Adesso invece pensi a qualcosa di bizzarro della sua gioventù; c’è una canzone che glielo ricorda particolarmente?
«“Basta un giorno così” degli 883. È quella che ho ascoltato in assoluto più volte andando e tornando da scuola con il walkman dentro al casco.... È la canzone che mi ha accompagnato nei momenti in cui facevo sboccia per sperimentare nuove strade in collina e verso il mare col mio amato scooter».
Tra un po’ anche lei partirà per le ferie; ce la svela una capitale nel mondo in cui vorrebbe catapultarsi e, magari, pensare di poterne diventare sindaco?

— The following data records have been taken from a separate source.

// Copyright 2025 Crrow
//
// Licensed under the Apache License, Version 2.0 (the "License");
// you may not use this file except in compliance with the License.
// You may obtain a copy of the License at
//
//      http://www.apache.org/licenses/LICENSE-2.0
//
// Unless required by applicable law or agreed to in writing, software
// distributed under the License is distributed on an "AS IS" BASIS,
// WITHOUT WARRANTIES OR CONDITIONS OF ANY KIND, either express or implied.
// See the License for the specific language governing permissions and
// limitations under the License.

use std::{
    ffi::OsStr,
    io::ErrorKind,
    path::{Path, PathBuf},
};

use snafu::{ResultExt, ensure};
use tokio::{fs, io::AsyncWriteExt};

use crate::{
    Result,
    error::{InvalidPathSnafu, IoSnafu},
};

/// Extension given to a data file that failed to parse.
pub const QUARANTINE_EXTENSION: &str = "bak";

/// Extension of the staging file used for atomic rewrites.
pub const STAGING_EXTENSION: &str = "tmp";

/// Extensions a queue data file must not use.
pub const RESERVED_EXTENSIONS: [&str; 2] = [QUARANTINE_EXTENSION, STAGING_EXTENSION];

/// Where a corrupt data file is moved: `queue.dat` -> `queue.dat.bak`.
#[must_use]
pub fn quarantine_path<P: AsRef<Path>>(path: P) -> PathBuf {
    with_suffix(path.as_ref(), QUARANTINE_EXTENSION)
}

/// Fallback when [`quarantine_path`] is taken: `queue.dat.<n>.bak`.
pub(crate) fn numbered_quarantine_path(path: &Path, n: usize) -> PathBuf {
    with_suffix(path, &format!("{n}.{QUARANTINE_EXTENSION}"))
}

/// Where a rewrite is staged before it replaces the data file:
/// `queue.dat` -> `queue.dat.tmp`.
#[must_use]
pub fn staging_path<P: AsRef<Path>>(path: P) -> PathBuf {
    with_suffix(path.as_ref(), STAGING_EXTENSION)
}

/// Appends `.suffix` to the full file name, keeping any extension.
fn with_suffix(path: &Path, suffix: &str) -> PathBuf {
    let mut name = path
        .file_name()
        .map(OsStr::to_os_string)
        .unwrap_or_default();
    name.push(".");
    name.push(suffix);
    path.with_file_name(name)
}

/// Rejects paths that cannot name a queue data file.
pub fn validate_data_path(path: &Path) -> Result<()> {
    ensure!(
        !path.as_os_str().is_empty(),
        InvalidPathSnafu {
            path,
            reason: "path is empty",
        }
    );
    ensure!(
        path.file_name().is_some(),
        InvalidPathSnafu {
            path,
            reason: "path does not name a file",
        }
    );

    if let Some(extension) = path.extension().and_then(|e| e.to_str()) {
        ensure!(
            !RESERVED_EXTENSIONS.contains(&extension),
            InvalidPathSnafu {
                path,
                reason: format!(".{extension} suffix is reserved"),
            }
        );
    }

    ensure!(
        !path.is_dir(),
        InvalidPathSnafu {
            path,
            reason: "path is a directory",
        }
    );
    Ok(())
}

fn parent_dir(path: &Path) -> &Path {
    match path.parent() {
        Some(parent) if !parent.as_os_str().is_empty() => parent,
        _ => Path::new("."),
    }
}

pub(crate) async fn ensure_parent_dir(path: &Path) -> Result<()> {
    let parent = parent_dir(path);
    fs::create_dir_all(parent)
        .await
        .context(IoSnafu { path: parent })
}

/// Makes a rename or unlink inside the parent directory durable.
#[cfg(unix)]
pub(crate) async fn sync_parent_dir(path: &Path) -> Result<()> {
    let parent = parent_dir(path);
    let dir = fs::File::open(parent)
        .await
        .context(IoSnafu { path: parent })?;
    dir.sync_all().await.context(IoSnafu { path: parent })
}

#[cfg(not(unix))]
pub(crate) async fn sync_parent_dir(_path: &Path) -> Result<()> { Ok(()) }

/// Reads the whole file, `None` if it does not exist.
pub(crate) async fn read_if_exists(path: &Path) -> Result<Option<Vec<u8>>> {
    match fs::read(path).await {
        Ok(bytes) => Ok(Some(bytes)),
        Err(err) if err.kind() == ErrorKind::NotFound => Ok(None),
        Err(err) => Err(err).context(IoSnafu { path }),
    }
}

/// Removes the file, returning whether it existed.
pub(crate) async fn remove_if_exists(path: &Path) -> Result<bool> {
    match fs::remove_file(path).await {
        Ok(()) => {
            sync_parent_dir(path).await?;
            Ok(true)
        }
        Err(err) if err.kind() == ErrorKind::NotFound => Ok(false),
        Err(err) => Err(err).context(IoSnafu { path }),
    }
}

/// Replaces `path` with `bytes` so that a crash leaves either the old or the
/// new content, never a mix.
pub(crate) async fn write_atomically(path: &Path, bytes: &[u8]) -> Result<()> {
    let staging = staging_path(path);
    {
        let mut file = fs::File::create(&staging)
            .await
            .context(IoSnafu { path: &staging })?;
        file.write_all(bytes)
            .await
            .context(IoSnafu { path: &staging })?;
        file.sync_all().await.context(IoSnafu { path: &staging })?;
    }
    fs::rename(&staging, path)
        .await
        .context(IoSnafu { path })?;
    sync_parent_dir(path).await
}

#[cfg(test)]
mod tests {
    use test_case::test_case;

    use super::*;

    #[test]
    fn test_quarantine_and_staging_paths() {
        assert_eq!(
            quarantine_path("/queue/jobs.dat"),
            PathBuf::from("/queue/jobs.dat.bak")
        );
        assert_eq!(quarantine_path("/queue/jobs"), PathBuf::from("/queue/jobs.bak"));
        assert_eq!(
            numbered_quarantine_path(Path::new("/queue/jobs.dat"), 2),
            PathBuf::from("/queue/jobs.dat.2.bak")
        );
        assert_eq!(
            staging_path("/queue/jobs.dat"),
            PathBuf::from("/queue/jobs.dat.tmp")
        );
    }

    #[test]
    fn test_sibling_files_stage_separately() {
        let staged: std::collections::HashSet<_> = ["jobs", "jobs.a", "jobs.b"]
            .into_iter()
            .map(|name| staging_path(Path::new("/queue").join(name)))
            .collect();
        assert_eq!(staged.len(), 3);
        assert_ne!(quarantine_path("/queue/jobs.a"), quarantine_path("/queue/jobs.b"));
    }

    #[test_case("queue.bak" ; "quarantine suffix")]
    #[test_case("queue.tmp" ; "staging suffix")]
    #[test_case("" ; "empty")]
    #[test_case("/" ; "root")]
    fn test_rejects_unusable_paths(path: &str) {
        let err = validate_data_path(Path::new(path)).unwrap_err();
        assert!(matches!(err, crate::QueueError::InvalidPath { .. }));
    }

    #[test_case("queue.dat" ; "with extension")]
    #[test_case("queue" ; "without extension")]
    #[test_case("nested/dir/queue.db" ; "nested")]
    fn test_accepts_plain_paths(path: &str) {
        validate_data_path(Path::new(path)).unwrap();
    }

    #[test]
    fn test_rejects_directory() {
        let temp_dir = tempfile::TempDir::new().unwrap();
        assert!(validate_data_path(temp_dir.path()).is_err());
    }

    #[tokio::test]
    async fn test_write_atomically_replaces_content() {
        let temp_dir = tempfile::TempDir::new().unwrap();
        let path = temp_dir.path().join("queue.dat");

        write_atomically(&path, b"first").await.unwrap();
        write_atomically(&path, b"second").await.unwrap();

        assert_eq!(read_if_exists(&path).await.unwrap().unwrap(), b"second");
        assert!(!staging_path(&path).exists());
    }

    #[tokio::test]
    async fn test_missing_file_helpers() {
        let temp_dir = tempfile::TempDir::new().unwrap();
        let path = temp_dir.path().join("missing.dat");

        assert!(read_if_exists(&path).await.unwrap().is_none());
        assert!(!remove_if_exists(&path).await.unwrap());
    }
}
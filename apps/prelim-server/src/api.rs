//! API handlers for the title report server
//!
//! Provides REST endpoints for:
//! - Full report analysis
//! - Requirement classification
//! - Requirement taxonomy listing

use axum::{
    extract::{rejection::JsonRejection, State},
    Json,
};
use prelim_engine::guidance::label_for;
use prelim_engine::AnalysisInput;
use prelim_types::{Classification, RequirementType, Severity, TitleAnalysis};
use serde::{Deserialize, Serialize};
use tracing::{debug, info};

use crate::error::ServerError;
use crate::AppState;

/// Inputs larger than this are analyzed on the blocking pool
pub const BLOCKING_THRESHOLD_BYTES: usize = 64 * 1024;

/// Health check response
#[derive(Serialize)]
pub struct HealthResponse {
    pub status: &'static str,
    pub service: &'static str,
    pub version: &'static str,
}

/// Handler: GET /health
pub async fn handle_health() -> Json<HealthResponse> {
    Json(HealthResponse {
        status: "healthy",
        service: "prelim-server",
        version: env!("CARGO_PKG_VERSION"),
    })
}

/// One entry of the requirement taxonomy
#[derive(Serialize)]
#[serde(rename_all = "camelCase")]
pub struct RequirementTypeInfo {
    #[serde(rename = "type")]
    pub requirement_type: RequirementType,
    pub label: &'static str,
    pub default_severity: Severity,
}

#[derive(Serialize)]
pub struct RequirementTypeListResponse {
    pub success: bool,
    pub types: Vec<RequirementTypeInfo>,
    pub count: usize,
}

/// Handler: GET /api/requirement-types
pub async fn handle_list_requirement_types() -> Json<RequirementTypeListResponse> {
    let types: Vec<RequirementTypeInfo> = RequirementType::ALL
        .into_iter()
        .map(|t| RequirementTypeInfo {
            requirement_type: t,
            label: label_for(t),
            default_severity: t.default_severity(),
        })
        .collect();
    let count = types.len();

    Json(RequirementTypeListResponse {
        success: true,
        types,
        count,
    })
}

/// Classification request body
#[derive(Deserialize)]
pub struct ClassifyRequest {
    /// Requirement clause text
    pub text: String,
}

#[derive(Serialize)]
pub struct ClassifyResponse {
    pub success: bool,
    pub classification: Classification,
}

/// Handler: POST /api/classify
pub async fn handle_classify(
    State(state): State<AppState>,
    payload: Result<Json<ClassifyRequest>, JsonRejection>,
) -> Result<Json<ClassifyResponse>, ServerError> {
    let Json(req) = payload?;
    let classification = state.engine.classify(&req.text);
    debug!(
        "Classified {} chars as {}",
        req.text.len(),
        classification.requirement_type.as_str()
    );

    Ok(Json(ClassifyResponse {
        success: true,
        classification,
    }))
}

#[derive(Serialize)]
pub struct AnalyzeResponse {
    pub success: bool,
    pub analysis: TitleAnalysis,
}

/// Handler: POST /api/analyze
pub async fn handle_analyze(
    State(state): State<AppState>,
    payload: Result<Json<AnalysisInput>, JsonRejection>,
) -> Result<Json<AnalyzeResponse>, ServerError> {
    let Json(input) = payload?;
    if input.is_blank() {
        return Err(ServerError::InvalidRequest(
            "Provide rawText or narrative".to_string(),
        ));
    }

    let size = input.raw_text.as_deref().map_or(0, str::len)
        + input.narrative.as_deref().map_or(0, str::len);
    info!("Analyze request: {} bytes", size);

    let analysis = if size > BLOCKING_THRESHOLD_BYTES {
        let engine = state.engine.clone();
        tokio::task::spawn_blocking(move || engine.analyze(&input))
            .await
            .map_err(|e| ServerError::Internal(e.to_string()))?
    } else {
        state.engine.analyze(&input)
    };

    info!(
        "Analysis complete: {} requirements, {}",
        analysis.requirements.len(),
        analysis.complexity.label
    );

    Ok(Json(AnalyzeResponse {
        success: true,
        analysis,
    }))
}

«Purtroppo il mio grande limite è quello che le rare volte che vado in vacanza tendo sempre a restare vicino a casa perché penso che possa sempre accadere qualcosa e che io debba esserci. Mi piacerebbe tantissimo Reykjavik, perché uno dei miei sogni nel cassetto è vedere l’aurora boreale, anche se non fossi sindaco di quella città».